Comment prévenir la vaginite ?

Une hygiène intime adaptée constitue le premier rempart. Éviter les douches vaginales, les savons parfumés et les produits irritants préserve la flore naturelle. Porter des sous-vêtements en coton et éviter les vêtements trop serrés limite la macération. Pratiquer des rapports sexuels protégés réduit le risque d'infections sexuellement transmissibles. Une alimentation limitant les sucres raffinés et riche en aliments fermentés soutient l'équilibre du microbiome vaginal et limite la prolifération des agents pathogènes.

La vaginite peut-elle réapparaître après traitement ?

Oui. Les vaginites récidivantes surviennent lorsque les facteurs favorisants ne sont pas corrigés ou lorsque le traitement n'est pas mené à son terme. Arrêter le traitement prématurément dès la disparition des symptômes expose à une rechute rapide. Réévaluer les habitudes d'hygiène intime, les produits utilisés et les facteurs hormonaux, en parallèle du traitement, réduit significativement la probabilité de récidive.

Vaginite et grossesse : quels risques ?

Pendant la grossesse, les changements hormonaux augmentent la vulnérabilité aux vaginites. Une vaginose bactérienne non traitée est associée à un risque accru d'accouchement prématuré et de faible poids à la naissance.
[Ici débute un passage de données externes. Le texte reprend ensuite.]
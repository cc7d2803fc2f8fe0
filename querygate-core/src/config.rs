//! Configuration types

use crate::{ConfigError, QueryGateResult};
use serde::{Deserialize, Serialize};
use std::time::{Duration, Instant};

/// Default cache TTL in seconds (5 minutes).
pub const DEFAULT_TTL_SECS: u64 = 300;

/// Default number of turns retained per session.
pub const DEFAULT_MAX_TURNS_PER_SESSION: usize = 10;

/// Default number of turns handed to the AI service as context.
pub const DEFAULT_CONTEXT_WINDOW: usize = 3;

/// Default interval between reaper sweeps in seconds (30 minutes).
pub const DEFAULT_REAP_INTERVAL_SECS: u64 = 1800;

/// Default idle time before a session is evicted in seconds (1 hour).
pub const DEFAULT_STALE_AFTER_SECS: u64 = 3600;

/// Default limit for `ConversationStore::history`.
pub const DEFAULT_HISTORY_LIMIT: usize = 5;

/// Master configuration struct, consumed once at construction time.
///
/// Every field is independently defaultable, so `{}` is a valid document.
#[derive(Debug, Clone, PartialEq, Eq, Serialize, Deserialize)]
#[serde(rename_all = "camelCase")]
pub struct QueryGateConfig {
    /// Response cache TTL.
    #[serde(default = "default_ttl_secs")]
    pub ttl_seconds: u64,

    /// Bound on stored turns per session (N).
    #[serde(default = "default_max_turns")]
    pub max_turns_per_session: usize,

    /// Turns included in a built context (K, at most N).
    #[serde(default = "default_context_window")]
    pub context_window: usize,

    /// Interval between reaper sweeps.
    #[serde(default = "default_reap_interval_secs")]
    pub reap_interval_seconds: u64,

    /// Idle time after which a session is evicted.
    #[serde(default = "default_stale_after_secs")]
    pub stale_after_seconds: u64,

    /// Optional capacity bound for the response cache.
    #[serde(default, skip_serializing_if = "Option::is_none")]
    pub max_cache_entries: Option<usize>,
}

fn default_ttl_secs() -> u64 {
    DEFAULT_TTL_SECS
}

fn default_max_turns() -> usize {
    DEFAULT_MAX_TURNS_PER_SESSION
}

fn default_context_window() -> usize {
    DEFAULT_CONTEXT_WINDOW
}

fn default_reap_interval_secs() -> u64 {
    DEFAULT_REAP_INTERVAL_SECS
}

fn default_stale_after_secs() -> u64 {
    DEFAULT_STALE_AFTER_SECS
}

impl Default for QueryGateConfig {
    fn default() -> Self {
        Self {
            ttl_seconds: DEFAULT_TTL_SECS,
            max_turns_per_session: DEFAULT_MAX_TURNS_PER_SESSION,
            context_window: DEFAULT_CONTEXT_WINDOW,
            reap_interval_seconds: DEFAULT_REAP_INTERVAL_SECS,
            stale_after_seconds: DEFAULT_STALE_AFTER_SECS,
            max_cache_entries: None,
        }
    }
}

impl QueryGateConfig {
    /// Create QueryGateConfig from environment variables.
    ///
    /// # Environment Variables
    /// - `QUERYGATE_TTL_SECONDS`: Cache TTL (default: 300)
    /// - `QUERYGATE_MAX_TURNS_PER_SESSION`: History bound (default: 10)
    /// - `QUERYGATE_CONTEXT_WINDOW`: Context window (default: 3)
    /// - `QUERYGATE_REAP_INTERVAL_SECONDS`: Reaper interval (default: 1800)
    /// - `QUERYGATE_STALE_AFTER_SECONDS`: Staleness threshold (default: 3600)
    /// - `QUERYGATE_MAX_CACHE_ENTRIES`: Cache capacity (default: unbounded)
    ///
    /// Unset or unparsable values fall back to the defaults; call
    /// [`validate`](Self::validate) to reject out-of-range ones.
    pub fn from_env() -> Self {
        Self {
            ttl_seconds: env_or("QUERYGATE_TTL_SECONDS", DEFAULT_TTL_SECS),
            max_turns_per_session: env_or(
                "QUERYGATE_MAX_TURNS_PER_SESSION",
                DEFAULT_MAX_TURNS_PER_SESSION,
            ),
            context_window: env_or("QUERYGATE_CONTEXT_WINDOW", DEFAULT_CONTEXT_WINDOW),
            reap_interval_seconds: env_or(
                "QUERYGATE_REAP_INTERVAL_SECONDS",
                DEFAULT_REAP_INTERVAL_SECS,
            ),
            stale_after_seconds: env_or("QUERYGATE_STALE_AFTER_SECONDS", DEFAULT_STALE_AFTER_SECS),
            max_cache_entries: std::env::var("QUERYGATE_MAX_CACHE_ENTRIES")
                .ok()
                .and_then(|s| s.parse().ok()),
        }
    }

    /// Validate the configuration.
    ///
    /// Validates:
    /// - every duration and bound is greater than zero
    /// - context_window <= max_turns_per_session
    /// - max_cache_entries, when set, is greater than zero
    pub fn validate(&self) -> QueryGateResult<()> {
        require_positive("ttlSeconds", self.ttl_seconds)?;
        require_positive("maxTurnsPerSession", self.max_turns_per_session as u64)?;
        require_positive("contextWindow", self.context_window as u64)?;
        require_positive("reapIntervalSeconds", self.reap_interval_seconds)?;
        require_schedulable("reapIntervalSeconds", self.reap_interval())?;
        require_positive("staleAfterSeconds", self.stale_after_seconds)?;

        if self.context_window > self.max_turns_per_session {
            return Err(ConfigError::InvalidValue {
                field: "contextWindow".to_string(),
                value: self.context_window.to_string(),
                reason: format!(
                    "must not exceed maxTurnsPerSession ({})",
                    self.max_turns_per_session
                ),
            }
            .into());
        }

        if let Some(max) = self.max_cache_entries {
            require_positive("maxCacheEntries", max as u64)?;
        }

        Ok(())
    }

    pub fn ttl(&self) -> Duration {
        Duration::from_secs(self.ttl_seconds)
    }

    pub fn reap_interval(&self) -> Duration {
        Duration::from_secs(self.reap_interval_seconds)
    }

    pub fn stale_after(&self) -> Duration {
        Duration::from_secs(self.stale_after_seconds)
    }
}

fn env_or<T: std::str::FromStr>(key: &str, default: T) -> T {
    std::env::var(key)
        .ok()
        .and_then(|s| s.parse().ok())
        .unwrap_or(default)
}

/// Reject a zero value for a configuration field.
pub fn require_positive(field: &str, value: u64) -> QueryGateResult<()> {
    if value == 0 {
        return Err(ConfigError::InvalidValue {
            field: field.to_string(),
            value: value.to_string(),
            reason: "must be greater than zero".to_string(),
        }
        .into());
    }
    Ok(())
}

/// Reject a period too large to schedule from the current instant.
pub fn require_schedulable(field: &str, period: Duration) -> QueryGateResult<()> {
    if Instant::now().checked_add(period).is_none() {
        return Err(ConfigError::InvalidValue {
            field: field.to_string(),
            value: format!("{}s", period.as_secs()),
            reason: "too large to schedule".to_string(),
        }
        .into());
    }
    Ok(())
}
//! Error types for QueryGate operations

use thiserror::Error;

/// Configuration errors, raised when a store or job is constructed.
#[derive(Debug, Clone, Error, PartialEq, Eq)]
pub enum ConfigError {
    #[error("Missing required configuration field: {field}")]
    MissingRequired { field: String },

    #[error("Invalid value for {field}: {value} - {reason}")]
    InvalidValue {
        field: String,
        value: String,
        reason: String,
    },
}

/// Call-site argument errors.
#[derive(Debug, Clone, Error, PartialEq, Eq)]
pub enum ValidationError {
    #[error("Required field missing: {field}")]
    RequiredFieldMissing { field: String },

    #[error("Invalid value for {field}: {reason}")]
    InvalidValue { field: String, reason: String },
}

/// Lifecycle errors of the background job handle.
#[derive(Debug, Clone, Error, PartialEq, Eq)]
pub enum RuntimeError {
    #[error("No Tokio runtime available to spawn the session reaper")]
    NoAsyncRuntime,

    #[error("Session reaper task failed to join: {reason}")]
    ReaperJoin { reason: String },

    #[error("Telemetry initialization failed: {reason}")]
    Telemetry { reason: String },
}

/// Master error type for all QueryGate errors.
#[derive(Debug, Clone, Error, PartialEq, Eq)]
pub enum QueryGateError {
    #[error("Config error: {0}")]
    Config(#[from] ConfigError),

    #[error("Validation error: {0}")]
    Validation(#[from] ValidationError),

    #[error("Runtime error: {0}")]
    Runtime(#[from] RuntimeError),
}

impl QueryGateError {
    /// True for the InvalidArgument class: bad configuration or a bad
    /// identifier supplied at the call site.
    pub fn is_invalid_argument(&self) -> bool {
        matches!(self, Self::Config(_) | Self::Validation(_))
    }
}

/// Result type alias for QueryGate operations.
pub type QueryGateResult<T> = Result<T, QueryGateError>;
//! Response cache configuration.

use querygate_core::{
    require_positive, ConfigError, QueryGateConfig, QueryGateResult, DEFAULT_TTL_SECS,
};
use std::time::Duration;

/// Configuration for the response cache.
///
/// TTL is fixed per cache instance; every entry expires the same amount of
/// time after its last write.
#[derive(Debug, Clone, PartialEq, Eq)]
pub struct CacheConfig {
    /// Time an entry stays visible after being written.
    pub ttl: Duration,
    /// Optional capacity bound. When exceeded, the oldest write is evicted.
    pub max_entries: Option<usize>,
}

impl Default for CacheConfig {
    fn default() -> Self {
        Self {
            ttl: Duration::from_secs(DEFAULT_TTL_SECS),
            max_entries: None,
        }
    }
}

impl CacheConfig {
    /// Create a new cache config with default values.
    pub fn new() -> Self {
        Self::default()
    }

    /// Set the entry TTL.
    pub fn with_ttl(mut self, ttl: Duration) -> Self {
        self.ttl = ttl;
        self
    }

    /// Set the capacity bound.
    pub fn with_max_entries(mut self, max: usize) -> Self {
        self.max_entries = Some(max);
        self
    }

    /// Reject a zero TTL or a zero capacity.
    pub fn validate(&self) -> QueryGateResult<()> {
        if self.ttl.is_zero() {
            return Err(ConfigError::InvalidValue {
                field: "ttlSeconds".to_string(),
                value: "0".to_string(),
                reason: "must be greater than zero".to_string(),
            }
            .into());
        }
        if let Some(max) = self.max_entries {
            require_positive("maxCacheEntries", max as u64)?;
        }
        Ok(())
    }
}

impl From<&QueryGateConfig> for CacheConfig {
    fn from(config: &QueryGateConfig) -> Self {
        Self {
            ttl: config.ttl(),
            max_entries: config.max_cache_entries,
        }
    }
}
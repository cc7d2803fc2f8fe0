//! Tracing subscriber initialization.

use querygate_core::{QueryGateResult, RuntimeError};
use tracing_subscriber::{layer::SubscriberExt, util::SubscriberInitExt, EnvFilter};

/// Filter used when `RUST_LOG` is unset.
pub const DEFAULT_LOG_FILTER: &str = "querygate=info";

/// Telemetry configuration from environment variables.
#[derive(Debug, Clone, PartialEq, Eq)]
pub struct TelemetryConfig {
    /// Emit JSON lines instead of human-readable output
    pub json: bool,
    /// Directive used when `RUST_LOG` is unset or invalid
    pub default_filter: String,
}

impl Default for TelemetryConfig {
    fn default() -> Self {
        Self {
            json: std::env::var("QUERYGATE_LOG_JSON")
                .map(|s| s == "true" || s == "1")
                .unwrap_or(false),
            default_filter: DEFAULT_LOG_FILTER.to_string(),
        }
    }
}

/// Install the global tracing subscriber.
///
/// Call once at startup. A second call, or a call after another subscriber
/// was installed, returns `RuntimeError::Telemetry`.
pub fn init_tracing(config: &TelemetryConfig) -> QueryGateResult<()> {
    let env_filter = EnvFilter::try_from_default_env()
        .unwrap_or_else(|_| EnvFilter::new(&config.default_filter));

    let registry = tracing_subscriber::registry().with(env_filter);
    let result = if config.json {
        registry
            .with(tracing_subscriber::fmt::layer().json())
            .try_init()
    } else {
        registry.with(tracing_subscriber::fmt::layer()).try_init()
    };
    result.map_err(|e| RuntimeError::Telemetry {
        reason: e.to_string(),
    })?;

    tracing::info!(json = config.json, "Telemetry initialized");
    Ok(())
}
Après l'accouchement, les perturbations hormonales et les modifications de la flore exposent également à des vaginites post-partum. Toute femme enceinte présentant des symptômes doit consulter rapidement pour un traitement sûr et adapté.

Quand faut-il consulter un médecin pour une vaginite ?

Une consultation médicale s'impose dès la première fois que des symptômes apparaissent, en cas d'aggravation malgré un traitement, ou lors de la grossesse. La présence de fièvre ou de douleurs pelviennes nécessite une évaluation spécialisée urgente. Ignorer une vaginite expose à des infections vaginales secondaires, à des problèmes de fertilité et à un risque accru de maladies sexuellement transmissibles — autant de complications évitables grâce à une prise en charge rapide et rigoureuse.